オーバーナイト発酵で焼く「ライ麦パン」の作り方。
ライ麦は控えめに20%配合して、食べやすいミニサイズに仕上げました。中にはクリームチーズとプルーンのドライフルーツをつめます。この組み合わせは、お食事にもデザートにもなれちゃう優秀な組み合わせなのですが、もちろんアレンジは自在です。お好きなものをつめて楽しんでください。
イーストを元気にするためにはちみつを配合しています。
また、保水性をほんの少しあげるために油脂を配合していますが、こちらはお好みで全カットしていただいても大丈夫です。クラストの仕上がりが非常にクリスピーになります。一方で冷めて時間がたつと少し固くなってしまいますので、そのときはトーストして召し上がってくださいね。
クリームチーズとプルーンのライ麦パンの作り方
材料(%)
6個分
・強力粉 128g(64)
・薄力粉 32g(32)
・ライ麦粉 40g(20)
・ルヴァンリキッド 40g(20)
・水 100g(50)
・ヨーグルト 40g(20)
・はちみつ 4g(2)
・ドライイースト 0.7g(–)
・塩 4g(2)
・ショートニング 4g(2)
・クリームチーズ 120g
・ドライプルーン 6個
*焼成
予熱300℃
生地をオーブンに入れたら5分間まつ
焼成200℃で15分、180℃で10分
ingredients(%)
・128g bread flour(64)
・32g cake flour(32)
・40g rye flour(20)
・40g liquid levain(20)
・100g water(50)
・40g yogurt(20)
・4g honey(2)
・0.7g dried yeast(–)
・4g salt(2)
・4g shortening(2)
・120g cream cheese
・6 dried prune
*bake
preheat 572℉
put the dough in the oven and wait 5 min
bake 392℉/15 min, and then 356℉/10 min


ポイントとコツ
仕込み水の温度
サフのドライイーストは、イーストを溶かす液体の温度が低すぎると働きが鈍くなります。室温に合わせて、仕込み水の温度を20℃〜35℃くらいで調整してください。
ルヴァンリキッド
「Levain」ルヴァンというのはフランス語で発酵種、酵母のこと。主にライ麦などの野生酵母を育てて、リキッドや元種としてパンを焼くのに使用するものです。イーストのような単一酵母ではなく複合酵母なので、各家庭やお店ごとに風味が異なり、パン屋さんやおうちパン職人さんの顔になっていたりします。

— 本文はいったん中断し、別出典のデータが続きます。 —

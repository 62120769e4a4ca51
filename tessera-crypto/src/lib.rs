//! Cryptographic building blocks for tessera license tokens.
//!
//! This crate provides:
//! - Symmetric key derivation from (armor-stripped) public key text
//! - AES-GCM sealing of the optional expiration date
//! - Ed25519 signatures over the SHA-256 digest of the license plaintext
//!
//! Every function here is pure over its inputs apart from nonce generation,
//! which draws from the OS random source.

pub mod cipher;
mod error;
pub mod key;
pub mod signing;

pub use cipher::{
    decrypt, decrypt_date, encrypt, encrypt_date, EncryptedData, NONCE_SIZE, NO_EXPIRATION,
    TAG_SIZE,
};
pub use error::{CryptoError, CryptoResult};
pub use key::{derive_key, derive_key_from_public_key, strip_key_armor, KeySize, SymmetricKey};
pub use signing::{message_digest, sign, verify, LicenseSigningKey, LicenseVerifyingKey};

ルヴァンリキッドはルヴァンの中でも配合する水分を多めにした液体状の発酵種です。私が育てているのは、ライ麦から立ちあげたルヴァンリキッドTA210(粉量に対して水分量110%のもの)です。水種とも呼ばれます。対して水の配合量が少ないものをルヴァンデュールと呼んで区別するようです。
ルヴァン種は定期的に種つぎ(育てている発酵種に新たな粉と水を追加して発酵種の中の酵母が継続的に働くことができる環境を整えてあげること)をして、いい状態に保ち続ける必要があります。そうして育てた生地は乳酸菌優勢のものなので、発酵力はそれほど強くありません。発酵の力はイーストで補ってあげるといいと思います。
バゲットやフォカッチャのように副材料の少ないリーンな生地の場合は、発酵種や低温長時間発酵で小麦の芳香を深めてあげることで生まれ変わったようにおいしくなります。お試しください。
予備発酵
オーバーナイト発酵(8時間以上)させる前に予備発酵の時間をとることで、オーバーナイト発酵中も発酵速度が安定します。室温、湿度にもよりますので一概には言えませんが、30分〜1時間ほど予備発酵の時間をとってあげてください。目安は生地が1.5倍ほどに膨らんでいることです。私の場合は、ここで生地に軽くパンチを入れて新しい空気を入れ、呼吸をさせてあげてから、密着ラップをしてポリシートなどでくるんで、冷蔵庫内の野菜室に入れています。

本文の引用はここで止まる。